やがて宴も終盤に差し掛かり、新郎家族、親族から二人へのメッセージが読み上げられました。
新郎の弟さんたちからは、新しく姉を迎える喜びや、環境の変化を気遣う言葉が、また、大勢おられるおじさんやおばさんは、皆夫婦でマイクを持ち、新郎の幼い日の思い出や、長年連れ添った結婚生活の極意に至るまで、思い思いの言葉で楽しいトークを繰り広げ、二人を励ましてくださいました。
ああ、こんな家族なら姪をしっかり託せるなあ。どんな日があっても、きっと乗り越えられる素敵な家族だと、心から安心しました。
そして、いよいよ最後のメッセージは、病のために出席できなかった、新郎のお祖父さまからでした。
「ふたりのこゝろををさめいよ なにかのこともあらはれる」
(二人の心を治めいよ、何かの事も表れる)
そうだったのですね。結婚式の最初から、ずっと私が感じていた温かいもの。新郎の大家族の仲の良さ、笑顔のルーツをここに見つけました。
天理教では、人間を創造された神様、親神様は、男だけでも女だけでもなく、夫婦をお創りくださったと教えられています。夫婦がこの世のはじまりなのです。
何億という人の中から、不思議な縁で結ばれた夫婦とは、お互いに思い合い、労わり合うのはもちろん、足りない所は補い合って成長していく相手。
そうして二人が心を一つに合わせていくところに、ちょうど温かな大地と天からの雨で、草木がすくすくと育つように、また絶妙の火加減と水加減で、おいしいご飯が炊けるように、一人では味わえない幸せが生み出されていくのです。
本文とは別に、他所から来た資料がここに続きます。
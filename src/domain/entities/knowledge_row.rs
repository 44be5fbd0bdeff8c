use serde::{Deserialize, Serialize};
use std::collections::BTreeMap;

/// A record read from the knowledge store, before the builder assigns it an id.
#[derive(Debug, Clone, PartialEq, Eq, Serialize, Deserialize)]
pub struct KnowledgeRecord {
    pub text: String,
    #[serde(default)]
    pub metadata: BTreeMap<String, String>,
}

impl KnowledgeRecord {
    pub fn new(text: impl Into<String>) -> Self {
        Self {
            text: text.into(),
            metadata: BTreeMap::new(),
        }
    }

    pub fn with_meta(mut self, key: impl Into<String>, value: impl Into<String>) -> Self {
        self.metadata.insert(key.into(), value.into());
        self
    }

    /// The text user queries are matched against: the row's question when
    /// the source has one, otherwise the answer text itself.
    pub fn match_text(&self) -> &str {
        self.metadata
            .get("question")
            .map(|q| q.trim())
            .filter(|q| !q.is_empty())
            .unwrap_or(self.text.as_str())
    }
}

/// One indexed, answerable piece of knowledge. Immutable once the index is built.
#[derive(Debug, Clone, PartialEq, Eq, Serialize, Deserialize)]
pub struct KnowledgeRow {
    pub id: u64,
    pub text: String,
    #[serde(default)]
    pub metadata: BTreeMap<String, String>,
}

impl KnowledgeRow {
    pub fn from_record(id: u64, record: KnowledgeRecord) -> Self {
        Self {
            id,
            text: record.text,
            metadata: record.metadata,
        }
    }

    /// Category/topic tag, if the source table carried one.
    pub fn topic(&self) -> Option<&str> {
        self.metadata
            .get("department")
            .or_else(|| self.metadata.get("category"))
            .or_else(|| self.metadata.get("topic"))
            .map(String::as_str)
    }
}

#[cfg(test)]
mod tests {
    use super::*;

    #[test]
    fn test_match_text_prefers_question() {
        let record = KnowledgeRecord::new("Mess is open 24/7").with_meta("question", " When is the mess open? ");
        assert_eq!(record.match_text(), "When is the mess open?");
    }

    #[test]
    fn test_match_text_falls_back_to_text() {
        assert_eq!(KnowledgeRecord::new("Mess is open 24/7").match_text(), "Mess is open 24/7");
        let blank = KnowledgeRecord::new("Mess is open 24/7").with_meta("question", "  ");
        assert_eq!(blank.match_text(), "Mess is open 24/7");
    }
}
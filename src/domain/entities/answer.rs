use crate::domain::entities::knowledge_row::KnowledgeRow;
use serde::Serialize;
use std::fmt;

#[derive(Debug, Clone, Copy, PartialEq, Eq, Serialize)]
#[serde(rename_all = "snake_case")]
pub enum AnswerSource {
    KnowledgeBase,
    GenerativeFallback,
}

impl fmt::Display for AnswerSource {
    fn fmt(&self, f: &mut fmt::Formatter<'_>) -> fmt::Result {
        match self {
            AnswerSource::KnowledgeBase => write!(f, "knowledge_base"),
            AnswerSource::GenerativeFallback => write!(f, "generative_fallback"),
        }
    }
}

/// The single reply produced for a query.
#[derive(Debug, Clone, PartialEq, Serialize)]
pub struct Answer {
    pub text: String,
    pub source: AnswerSource,
    /// Rows the answer is based on: the trusted row, or the rows placed in the fallback prompt.
    pub used_context: Vec<KnowledgeRow>,
    /// Set when the answer was produced because the fallback was unavailable.
    pub degraded: bool,
    /// Distance of the best retrieval hit, when there was one.
    pub best_score: Option<f32>,
}

impl Answer {
    /// A trusted knowledge-base hit, returned verbatim.
    pub fn from_knowledge(row: KnowledgeRow, score: f32) -> Self {
        Self {
            text: row.text.clone(),
            source: AnswerSource::KnowledgeBase,
            used_context: vec![row],
            degraded: false,
            best_score: Some(score),
        }
    }

    pub fn generated(text: String, context: Vec<KnowledgeRow>, best_score: Option<f32>) -> Self {
        Self {
            text,
            source: AnswerSource::GenerativeFallback,
            used_context: context,
            degraded: false,
            best_score,
        }
    }

    /// Best retrieval hit returned regardless of threshold because the fallback failed.
    pub fn degraded_from(row: KnowledgeRow, score: f32) -> Self {
        Self {
            degraded: true,
            ..Self::from_knowledge(row, score)
        }
    }

    /// Fixed reply used when neither retrieval nor the fallback produced anything.
    pub fn cannot_answer(text: String) -> Self {
        Self {
            text,
            source: AnswerSource::GenerativeFallback,
            used_context: vec![],
            degraded: true,
            best_score: None,
        }
    }

    /// Canned reply that needs neither retrieval nor generation (greetings, blank input).
    pub fn canned(text: String) -> Self {
        Self {
            text,
            source: AnswerSource::KnowledgeBase,
            used_context: vec![],
            degraded: false,
            best_score: None,
        }
    }
}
お祖父さまからのメッセージ、「ふたりのこゝろををさめいよ なにかのこともあらはれる」とは、天理教の原典の中から引用されたお言葉でしたが、お祖父さま自身、きっとこのお言葉を頼りに通られた日々があり、どんな時も、夫婦の心さえしっかりしていれば大丈夫!という確信を持たれた出来事があったのでしょう。
だからこそ、その思いを伝え続けてこられ、また子どもたちもよくそれに応えて、親の思いに素直に歩んできた結果が、今日の日なのではないかと想像しました。
机の上の計算なら、1たす1は2ですが、夫婦の足し算の場合の1たす1は、良くも悪しくも無限大に広がります。同じ無限大なら、先を楽しみに今の苦労をかって出たいものですね。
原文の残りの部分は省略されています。